Los bandidos
La doble sombra de la noche y de la niebla comenzaba a extenderse sobre el Rímac, y el silencio del invierno reinaba todavía en los espesos jarales que lo cubren. Pero a lo lejos, hacia el camino que desciende de Chaclacayo, oíase cada vez más distinto el cencerro de una recua.
De repente, de la oscura masa de un matorral salió un prolongado silbido.
Poco después, tres hombres bien montados y completamente armados.
saliendo de la vecina cañada, ocultaron sus caballos tras los muros desmoronados de una huaca y se agazaparon bajo unas matas al borde del camino.
No de allí a mucho, diez muías cargadas de baúles y maletas aparecieron escoltadas por cuatro arrieros en un recodo del camino.
Los viajeros avanzaban tranquilamente arriando con calma sus cabalgaduras, y mezclando las notas de un yaraví al ruido tardo de sus pasos.
De súbito, la enjaezada muía que servía de guía asida por una mano vigorosa detuvo a la recua entera; y los arrieros, viendo relucir en la sombra los anchos cañones de tres mosquetes, no necesitaron ver a los tres enormes negros que los empuñaban para escurrirse entre la maleza y desaparecer como sombras.

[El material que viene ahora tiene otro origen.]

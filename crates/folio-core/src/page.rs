//! Pages and page geometry.

use crate::elements::{Element, ElementId};
use kurbo::{Point, Size};
use serde::{Deserialize, Serialize};
use uuid::Uuid;

/// Unique identifier for pages.
pub type PageId = Uuid;

/// Millimeters to PDF points.
pub const MM_TO_PT: f64 = 2.83465;

/// Standard page formats.
#[derive(Debug, Clone, Copy, PartialEq, Eq, Default, Serialize, Deserialize)]
#[serde(rename_all = "lowercase")]
pub enum PageSize {
    #[default]
    A4,
    A3,
    A5,
    Letter,
    Legal,
    /// Dimensions come from the document's custom width/height in mm.
    Custom,
}

/// Page orientation. Landscape swaps the resolved width and height.
#[derive(Debug, Clone, Copy, PartialEq, Eq, Default, Serialize, Deserialize)]
#[serde(rename_all = "lowercase")]
pub enum Orientation {
    #[default]
    Portrait,
    Landscape,
}

/// Resolve a page format to `{width, height}` in points.
///
/// Pure: the same inputs always produce the same dimensions, whether used
/// for on-screen canvas sizing or export. `custom_mm` only matters for
/// [`PageSize::Custom`], where each side is `round(mm × 2.83465)`.
pub fn resolve_page_size(size: PageSize, orientation: Orientation, custom_mm: Size) -> Size {
    let portrait = match size {
        PageSize::A4 => Size::new(595.0, 842.0),
        PageSize::A3 => Size::new(842.0, 1191.0),
        PageSize::A5 => Size::new(420.0, 595.0),
        PageSize::Letter => Size::new(612.0, 792.0),
        PageSize::Legal => Size::new(612.0, 1008.0),
        PageSize::Custom => Size::new(
            (custom_mm.width * MM_TO_PT).round(),
            (custom_mm.height * MM_TO_PT).round(),
        ),
    };
    match orientation {
        Orientation::Portrait => portrait,
        Orientation::Landscape => Size::new(portrait.height, portrait.width),
    }
}

/// One page: identity plus a z-ordered element list.
///
/// Array order is z-order: later entries paint on top and win pointer
/// priority on overlap.
#[derive(Debug, Clone, Serialize, Deserialize)]
pub struct Page {
    pub id: PageId,
    pub elements: Vec<Element>,
}

impl Page {
    pub fn new() -> Self {
        Self {
            id: Uuid::new_v4(),
            elements: Vec::new(),
        }
    }

    pub fn contains(&self, id: ElementId) -> bool {
        self.elements.iter().any(|e| e.id() == id)
    }

    pub fn index_of(&self, id: ElementId) -> Option<usize> {
        self.elements.iter().position(|e| e.id() == id)
    }

    pub fn get(&self, id: ElementId) -> Option<&Element> {
        self.elements.iter().find(|e| e.id() == id)
    }

    /// Topmost element under `point`, honoring z-order (front to back).
    /// Locked elements are skipped, they ignore pointer interaction.
    pub fn element_at(&self, point: Point) -> Option<ElementId> {
        self.elements
            .iter()
            .rev()
            .find(|e| !e.meta().locked && e.contains_point(point))
            .map(|e| e.id())
    }

    pub fn is_empty(&self) -> bool {
        self.elements.is_empty()
    }

    pub fn len(&self) -> usize {
        self.elements.len()
    }
}

impl Default for Page {
    fn default() -> Self {
        Self::new()
    }
}

#[cfg(test)]
mod tests {
    use super::*;
    use crate::elements::{Shape, ShapeKind, Text};

    #[test]
    fn test_resolve_standard_sizes() {
        let custom = Size::new(210.0, 297.0);
        assert_eq!(
            resolve_page_size(PageSize::A4, Orientation::Portrait, custom),
            Size::new(595.0, 842.0)
        );
        assert_eq!(
            resolve_page_size(PageSize::A4, Orientation::Landscape, custom),
            Size::new(842.0, 595.0)
        );
        assert_eq!(
            resolve_page_size(PageSize::Letter, Orientation::Portrait, custom),
            Size::new(612.0, 792.0)
        );
    }

    #[test]
    fn test_resolve_custom_size() {
        let size = resolve_page_size(
            PageSize::Custom,
            Orientation::Portrait,
            Size::new(100.0, 50.0),
        );
        assert_eq!(size, Size::new(283.0, 142.0));
    }

    #[test]
    fn test_element_at_prefers_topmost() {
        let mut page = Page::new();
        let mut a = Shape::new(ShapeKind::Rectangle, Point::new(0.0, 0.0));
        a.width = 100.0;
        a.height = 100.0;
        a.fill = crate::elements::Color::white();
        let mut b = Shape::new(ShapeKind::Rectangle, Point::new(50.0, 50.0));
        b.width = 100.0;
        b.height = 100.0;
        b.fill = crate::elements::Color::white();
        let (id_a, id_b) = (a.id, b.id);
        page.elements.push(Element::Shape(a));
        page.elements.push(Element::Shape(b));

        // Overlap region: the later entry wins.
        assert_eq!(page.element_at(Point::new(75.0, 75.0)), Some(id_b));
        // Only the first covers this point.
        assert_eq!(page.element_at(Point::new(25.0, 25.0)), Some(id_a));
        assert_eq!(page.element_at(Point::new(300.0, 300.0)), None);
    }

    #[test]
    fn test_locked_elements_skip_hit_test() {
        let mut page = Page::new();
        let mut text = Text::new(Point::new(0.0, 0.0), "x".into());
        text.meta.locked = true;
        let id = text.id;
        page.elements.push(Element::Text(text));
        assert!(page.contains(id));
        assert_eq!(page.element_at(Point::new(10.0, 10.0)), None);
    }
}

Los salteadores empezaron entonces la inspección de su presa.
—Catorce muías —decía uno.
—Diez y ocho baúles —gritaba otro.
—Tres sombrereras militares —un tercero.
—Una cholita —el cuarto.
—A tierra la chola con las sombrereras y al monte el resto.
Dicho y hecho.
Los ladrones montados en sus magníficos caballos arrearon la recua hacia la cañada por donde habían venido, y un momento después la pobre chica, abandonada, lloraba sola al borde del camino.